● **Supplied material**:
• • • •

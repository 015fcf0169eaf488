// Optimistic-concurrency and batch helpers over any StorageBackend

use super::{ListOptions, PutOptions, StorageBackend, StorageResult, ABSENT_VERSION};
use futures::future::join_all;
use serde::de::DeserializeOwned;
use serde::Serialize;
use std::collections::HashMap;
use std::time::Duration;

const DELETE_PAGE_SIZE: usize = 100;

#[derive(Debug, Clone)]
pub struct AtomicUpdateOptions {
    /// Retries after the first attempt before giving up
    pub max_retries: u32,
    /// Base delay; attempt `n` sleeps `backoff * n`
    pub backoff: Duration,
    /// Use a create-only conditional write when the key is absent.
    ///
    /// Off by default: two concurrent creators of the same absent key can
    /// then overwrite each other.
    pub strict_create: bool,
}

impl Default for AtomicUpdateOptions {
    fn default() -> Self {
        Self {
            max_retries: 5,
            backoff: Duration::from_millis(50),
            strict_create: false,
        }
    }
}

#[derive(Debug, Clone)]
pub struct AtomicUpdateResult<T> {
    pub success: bool,
    /// The value that was written, on success
    pub value: Option<T>,
    pub retries: u32,
}

/// Read-modify-write `key` without locks.
///
/// `updater` may run several times and must be free of side effects. When
/// retries are exhausted the result has `success == false`; callers have to
/// surface that rather than assume the write landed.
pub async fn atomic_update<T, F>(
    storage: &dyn StorageBackend,
    key: &str,
    mut updater: F,
    options: &AtomicUpdateOptions,
) -> StorageResult<AtomicUpdateResult<T>>
where
    T: Serialize + DeserializeOwned + Send,
    F: FnMut(Option<T>) -> T + Send,
{
    let mut retries = 0u32;
    loop {
        let (current, version) = match storage.get_with_version(key).await? {
            Some(found) => (Some(serde_json::from_value::<T>(found.value)?), found.version),
            None => (None, ABSENT_VERSION),
        };

        let next = updater(current);
        let encoded = serde_json::to_value(&next)?;

        let written = if version == ABSENT_VERSION && !options.strict_create {
            storage.put(key, encoded, PutOptions::default()).await?;
            true
        } else {
            storage.put_if_match(key, encoded, version).await?
        };

        if written {
            return Ok(AtomicUpdateResult {
                success: true,
                value: Some(next),
                retries,
            });
        }

        if retries >= options.max_retries {
            tracing::warn!("Atomic update of {} gave up after {} retries", key, retries);
            return Ok(AtomicUpdateResult {
                success: false,
                value: None,
                retries,
            });
        }

        retries += 1;
        tracing::debug!("Version conflict on {}, retry {}", key, retries);
        tokio::time::sleep(options.backoff * retries).await;
    }
}

/// Fetch several keys concurrently. Keys that are absent or fail to load are
/// left out of the result.
pub async fn batch_get(
    storage: &dyn StorageBackend,
    keys: &[String],
) -> HashMap<String, serde_json::Value> {
    let results = join_all(keys.iter().map(|key| storage.get(key))).await;

    keys.iter()
        .zip(results)
        .filter_map(|(key, result)| match result {
            Ok(Some(value)) => Some((key.clone(), value)),
            Ok(None) => None,
            Err(e) => {
                tracing::warn!("Batch get of {} failed, treating as absent: {}", key, e);
                None
            }
        })
        .collect()
}

/// Write several entries concurrently. Every write is attempted; the first
/// failure is returned afterwards.
pub async fn batch_put(
    storage: &dyn StorageBackend,
    entries: Vec<(String, serde_json::Value)>,
    options: PutOptions,
) -> StorageResult<()> {
    let results = join_all(
        entries
            .into_iter()
            .map(|(key, value)| {
                let options = options.clone();
                async move { storage.put(&key, value, options).await }
            }),
    )
    .await;

    results.into_iter().collect()
}

/// Delete every key under `prefix`, page by page. Not atomic: keys written
/// under the prefix while this runs may survive.
pub async fn delete_by_prefix(storage: &dyn StorageBackend, prefix: &str) -> StorageResult<usize> {
    let mut deleted = 0usize;
    let mut cursor = None;

    loop {
        let page = storage
            .list(prefix, ListOptions::page(DELETE_PAGE_SIZE, cursor))
            .await?;
        for key in &page.keys {
            storage.delete(key).await?;
            deleted += 1;
        }
        if page.complete {
            break;
        }
        cursor = page.cursor;
    }

    tracing::debug!("Deleted {} keys under prefix {}", deleted, prefix);
    Ok(deleted)
}

#[cfg(test)]
mod tests {
    use super::*;
    use crate::storage::{ListResult, MemoryStorage, StorageError, VersionedValue};
    use serde::Deserialize;
    use serde_json::json;
    use std::sync::atomic::{AtomicU32, Ordering};
    use std::sync::Arc;

    #[derive(Debug, Clone, Default, Serialize, Deserialize)]
    struct Counter {
        count: u64,
    }

    fn increment(current: Option<Counter>) -> Counter {
        let mut counter = current.unwrap_or_default();
        counter.count += 1;
        counter
    }

    /// Backend whose conditional writes always lose the race
    struct AlwaysConflicting {
        inner: MemoryStorage,
        attempts: AtomicU32,
    }

    #[async_trait::async_trait]
    impl StorageBackend for AlwaysConflicting {
        async fn get(&self, key: &str) -> StorageResult<Option<serde_json::Value>> {
            self.inner.get(key).await
        }
        async fn put(&self, key: &str, value: serde_json::Value, options: PutOptions) -> StorageResult<()> {
            self.inner.put(key, value, options).await
        }
        async fn delete(&self, key: &str) -> StorageResult<()> {
            self.inner.delete(key).await
        }
        async fn list(&self, prefix: &str, options: ListOptions) -> StorageResult<ListResult> {
            self.inner.list(prefix, options).await
        }
        async fn get_with_version(&self, key: &str) -> StorageResult<Option<VersionedValue>> {
            self.inner.get_with_version(key).await
        }
        async fn put_if_match(&self, _key: &str, _value: serde_json::Value, _expected: u64) -> StorageResult<bool> {
            self.attempts.fetch_add(1, Ordering::SeqCst);
            Ok(false)
        }
    }

    /// Backend that fails reads for keys containing "broken"
    struct PartiallyBroken {
        inner: MemoryStorage,
    }

    #[async_trait::async_trait]
    impl StorageBackend for PartiallyBroken {
        async fn get(&self, key: &str) -> StorageResult<Option<serde_json::Value>> {
            if key.contains("broken") {
                return Err(StorageError::Backend(anyhow::anyhow!("disk on fire")));
            }
            self.inner.get(key).await
        }
        async fn put(&self, key: &str, value: serde_json::Value, options: PutOptions) -> StorageResult<()> {
            self.inner.put(key, value, options).await
        }
        async fn delete(&self, key: &str) -> StorageResult<()> {
            self.inner.delete(key).await
        }
        async fn list(&self, prefix: &str, options: ListOptions) -> StorageResult<ListResult> {
            self.inner.list(prefix, options).await
        }
        async fn get_with_version(&self, key: &str) -> StorageResult<Option<VersionedValue>> {
            self.inner.get_with_version(key).await
        }
        async fn put_if_match(&self, key: &str, value: serde_json::Value, expected: u64) -> StorageResult<bool> {
            self.inner.put_if_match(key, value, expected).await
        }
    }

    #[tokio::test]
    async fn test_atomic_update_creates_and_updates() {
        let storage = MemoryStorage::new();
        let options = AtomicUpdateOptions::default();

        let created = atomic_update(&storage, "counter", increment, &options).await.unwrap();
        assert!(created.success);
        assert_eq!(created.value.unwrap().count, 1);

        let updated = atomic_update(&storage, "counter", increment, &options).await.unwrap();
        assert!(updated.success);
        assert_eq!(updated.retries, 0);
        assert_eq!(storage.get("counter").await.unwrap(), Some(json!({"count": 2})));
    }

    #[tokio::test(flavor = "multi_thread", worker_threads = 4)]
    async fn test_concurrent_increments_lose_nothing() {
        let storage = Arc::new(MemoryStorage::new());
        storage.put("counter", json!({"count": 0}), PutOptions::default()).await.unwrap();

        let options = AtomicUpdateOptions {
            max_retries: 200,
            backoff: Duration::from_millis(1),
            strict_create: false,
        };

        let tasks: Vec<_> = (0..25)
            .map(|_| {
                let storage = storage.clone();
                let options = options.clone();
                tokio::spawn(async move {
                    atomic_update(storage.as_ref(), "counter", increment, &options).await
                })
            })
            .collect();

        for task in tasks {
            assert!(task.await.unwrap().unwrap().success);
        }

        assert_eq!(storage.get("counter").await.unwrap(), Some(json!({"count": 25})));
    }

    #[tokio::test(flavor = "multi_thread", worker_threads = 4)]
    async fn test_strict_create_closes_creation_race() {
        let storage = Arc::new(MemoryStorage::new());
        let options = AtomicUpdateOptions {
            max_retries: 200,
            backoff: Duration::from_millis(1),
            strict_create: true,
        };

        let tasks: Vec<_> = (0..10)
            .map(|_| {
                let storage = storage.clone();
                let options = options.clone();
                tokio::spawn(async move {
                    atomic_update(storage.as_ref(), "fresh", increment, &options).await
                })
            })
            .collect();

        for task in tasks {
            assert!(task.await.unwrap().unwrap().success);
        }

        assert_eq!(storage.get("fresh").await.unwrap(), Some(json!({"count": 10})));
    }

    #[tokio::test]
    async fn test_atomic_update_reports_exhaustion() {
        let storage = AlwaysConflicting {
            inner: MemoryStorage::new(),
            attempts: AtomicU32::new(0),
        };
        storage.put("k", json!({"count": 5}), PutOptions::default()).await.unwrap();

        let options = AtomicUpdateOptions {
            max_retries: 3,
            backoff: Duration::from_millis(1),
            strict_create: false,
        };
        let result = atomic_update(&storage, "k", increment, &options).await.unwrap();

        assert!(!result.success);
        assert!(result.value.is_none());
        assert_eq!(result.retries, 3);
        assert_eq!(storage.attempts.load(Ordering::SeqCst), 4);
        // Stored value untouched
        assert_eq!(storage.get("k").await.unwrap(), Some(json!({"count": 5})));
    }

    #[tokio::test(start_paused = true)]
    async fn test_backoff_grows_linearly_per_retry() {
        let storage = AlwaysConflicting {
            inner: MemoryStorage::new(),
            attempts: AtomicU32::new(0),
        };
        storage.put("k", json!({"count": 0}), PutOptions::default()).await.unwrap();

        let options = AtomicUpdateOptions {
            max_retries: 3,
            backoff: Duration::from_millis(100),
            strict_create: false,
        };
        let started = tokio::time::Instant::now();
        let result = atomic_update(&storage, "k", increment, &options).await.unwrap();
        let elapsed = started.elapsed();

        assert!(!result.success);
        // 100ms + 200ms + 300ms of virtual time
        assert!(elapsed >= Duration::from_millis(600), "elapsed {:?}", elapsed);
        assert!(elapsed < Duration::from_millis(650), "elapsed {:?}", elapsed);
    }

    #[tokio::test]
    async fn test_batch_get_treats_failures_as_absent() {
        let storage = PartiallyBroken {
            inner: MemoryStorage::new(),
        };
        storage.put("a", json!(1), PutOptions::default()).await.unwrap();
        storage.put("broken", json!(2), PutOptions::default()).await.unwrap();

        let keys = vec!["a".to_string(), "broken".to_string(), "missing".to_string()];
        let found = batch_get(&storage, &keys).await;

        assert_eq!(found.len(), 1);
        assert_eq!(found.get("a"), Some(&json!(1)));
    }

    #[tokio::test]
    async fn test_batch_put_and_delete_by_prefix() {
        let storage = MemoryStorage::new();
        let entries = (0..250)
            .map(|i| (format!("tmp:{:04}", i), json!(i)))
            .chain(std::iter::once(("keep:1".to_string(), json!("stay"))))
            .collect();
        batch_put(&storage, entries, PutOptions::default()).await.unwrap();
        assert_eq!(storage.len().await, 251);

        let deleted = delete_by_prefix(&storage, "tmp:").await.unwrap();
        assert_eq!(deleted, 250);
        assert_eq!(storage.len().await, 1);
        assert_eq!(storage.get("keep:1").await.unwrap(), Some(json!("stay")));
    }
}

• • • •

● **Exercise objective**: Your answer must be every line from the listing above that holds the string "found".

● **Written solution**:
            Some(found) => (Some(serde_json::from_value::<T>(found.value)?), found.version),
        let found = batch_get(&storage, &keys).await;
        assert_eq!(found.len(), 1);
        assert_eq!(found.get("a"), Some(&json!(1)));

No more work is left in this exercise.